I'm using mesosphere on 3 host over Ubuntu 14.04 as follow:

  • one with mesos master
  • two with mesos slave

All work fine, but after restart all physical hosts all scheduled job was lost. It's normal? I'm expected that zookeeper will store the current jobs, then when the system will need restart it, all jobs will be rescheduled after the master boot.

Update: I'm using marathon and mesos on a same node, and I'm run marathon with flag --zk

3
What scheduler are you using? - KirkSpaziani
@KirkSpaziani, I'm using marathon - enrique-carbonell
Could you check the zookeeper state? - drexin

3 Answers

0
votes

With marathon's --zk and --ha enabled, Marathon should be storing its state in ZK and recovering it on restart, as long as Mesos allows it to reregister with the same framework ID.
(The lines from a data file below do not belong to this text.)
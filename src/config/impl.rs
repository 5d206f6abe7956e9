use config::{Config, ConfigError, Environment, File};
use std::sync::OnceLock;

use super::AppConfig;

static APP_CONFIG: OnceLock<AppConfig> = OnceLock::new();

impl AppConfig {
    /// 加载配置
    pub fn load() -> Result<Self, ConfigError> {
        let mut builder = Config::builder()
            // 首先加载默认配置文件
            .add_source(File::with_name("config").required(false))
            // 然后根据环境加载特定配置文件
            .add_source(
                File::with_name(&format!(
                    "config.{}",
                    std::env::var("APP_ENV").unwrap_or_else(|_| "development".into())
                ))
                .required(false),
            )
            // 最后加载环境变量覆盖
            .add_source(
                Environment::with_prefix("CAMPUSRATE")
                    .separator("_")
                    .try_parsing(true),
            );

        // 支持从环境变量加载
        builder = builder
            .set_override_option("app.environment", std::env::var("APP_ENV").ok())?
            .set_override_option("app.log_level", std::env::var("RUST_LOG").ok())?
            .set_override_option("server.host", std::env::var("SERVER_HOST").ok())?
            .set_override_option("server.port", std::env::var("SERVER_PORT").ok())?
            .set_override_option("server.unix_socket_path", std::env::var("UNIX_SOCKET").ok())?
            .set_override_option("server.workers", std::env::var("CPU_COUNT").ok())?
            .set_override_option("jwt.secret", std::env::var("JWT_SECRET").ok())?
            .set_override_option("database.url", std::env::var("DATABASE_URL").ok())?
            .set_override_option("cache.redis.url", std::env::var("REDIS_URL").ok())?
            .set_override_option(
                "cache.redis.key_prefix",
                std::env::var("REDIS_KEY_PREFIX").ok(),
            )?
            .set_override_option("cache.redis.default_ttl", std::env::var("REDIS_TTL").ok())?
            .set_override_option("email.smtp_host", std::env::var("SMTP_HOST").ok())?
            .set_override_option("email.smtp_username", std::env::var("SMTP_USERNAME").ok())?
            .set_override_option("email.smtp_password", std::env::var("SMTP_PASSWORD").ok())?;

        let config = builder.build()?;
        let mut app_config: AppConfig = config.try_deserialize()?;

        // 处理工作线程数
        if app_config.server.workers == 0 {
            app_config.server.workers = num_cpus::get().min(app_config.server.max_workers);
        }

        Ok(app_config)
    }

    /// 获取全局配置实例
    pub fn get() -> &'static AppConfig {
        APP_CONFIG.get_or_init(|| {
            Self::load().unwrap_or_else(|e| {
                eprintln!("Failed to load configuration: {e}");
                std::process::exit(1);
            })
        })
    }

    /// 初始化配置 (在应用启动时调用)
    pub fn init() -> Result<(), ConfigError> {
        let config = Self::load()?;
        APP_CONFIG
            .set(config)
            .map_err(|_| ConfigError::Message("Configuration already initialized".to_string()))?;
        Ok(())
    }

    /// 检查是否为生产环境
    pub fn is_production(&self) -> bool {
        self.app.environment == "production"
    }

    /// 检查是否为开发环境
    pub fn is_development(&self) -> bool {
        self.app.environment == "development"
    }

    /// 获取服务器绑定地址
    pub fn server_bind_address(&self) -> String {
        format!("{}:{}", self.server.host, self.server.port)
    }

    /// 获取 Unix 套接字路径 (如果配置了)
    #[cfg(unix)]
    pub fn unix_socket_path(&self) -> Option<&str> {
        if self.server.unix_socket_path.is_empty() {
            None
        } else {
            Some(&self.server.unix_socket_path)
        }
    }
}
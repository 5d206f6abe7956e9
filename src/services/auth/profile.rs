use actix_web::{HttpRequest, HttpResponse, Result as ActixResult};

use super::AuthService;
use crate::middlewares::RequireJWT;
use crate::models::auth::UserInfoResponse;
use crate::models::{ApiResponse, ErrorCode};

/// GET /auth/me：认证中间件已经把用户放进了请求扩展
pub async fn handle_get_user(
    _service: &AuthService,
    request: &HttpRequest,
) -> ActixResult<HttpResponse> {
    match RequireJWT::extract_user_claims(request) {
        Some(user) => {
            Ok(HttpResponse::Ok().json(ApiResponse::success(UserInfoResponse { user }, "查询成功")))
        }
        None => Ok(HttpResponse::Unauthorized().json(ApiResponse::error_empty(
            ErrorCode::Unauthorized,
            "Authentication required",
        ))),
    }
}
use crate::models::common::PaginationQuery;
use serde::Deserialize;
use ts_rs::TS;

// 院系创建请求
#[derive(Debug, Deserialize, TS)]
#[ts(export, export_to = "../frontend/src/types/generated/department.ts")]
pub struct CreateDepartmentRequest {
    pub name: String,
    pub code: String,
    pub description: Option<String>,
    pub faculty: Option<String>,
}

// 院系更新请求
#[derive(Debug, Deserialize, TS)]
#[ts(export, export_to = "../frontend/src/types/generated/department.ts")]
pub struct UpdateDepartmentRequest {
    pub name: Option<String>,
    pub code: Option<String>,
    pub description: Option<String>,
    pub faculty: Option<String>,
}

// 院系查询参数（来自HTTP请求）
#[derive(Debug, Deserialize, TS)]
#[ts(export, export_to = "../frontend/src/types/generated/department.ts")]
pub struct DepartmentListParams {
    #[serde(flatten)]
    #[ts(flatten)]
    pub pagination: PaginationQuery,
    pub search: Option<String>,
}

// 院系列表查询参数（用于存储层）
#[derive(Debug, Clone, TS)]
#[ts(export, export_to = "../frontend/src/types/generated/department.ts")]
pub struct DepartmentListQuery {
    pub page: Option<i64>,
    pub size: Option<i64>,
    pub search: Option<String>,
}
However, you'll also need to enable the Mesos registry (even for a single master), to ensure that Mesos persists information about what frameworkIds are registered in the event of master failover. This can be accomplished by setting the --registry=replicated_log (default), --quorum=1 (since you only have 1 master), and --work_dir=/path/to/registry (where to store the state).

0
votes

Although you found a solution, I'd like to explain more to this issue:)

In official doc:http://mesos.apache.org/documentation/latest/slave-recovery/

Note that if the operating system on the slave is rebooted, all executors and tasks running on the host are killed and are not automatically restarted when the host comes back up.

So all frameworks on Mesos will be killed after reboot. One way to restart the frameworks is to run all frameworks on Marathon, which will manage other frameworks and restart them in need.

However, then you need to auto-restart Marathon when it's killed. In the digitialocean link you mentioned, the Marathon is installed with script in init.d, so it can be restarted after rebooted. Otherwise, if you installed the Marathon via source code, you can use tools like supervisord to monitor Marathon.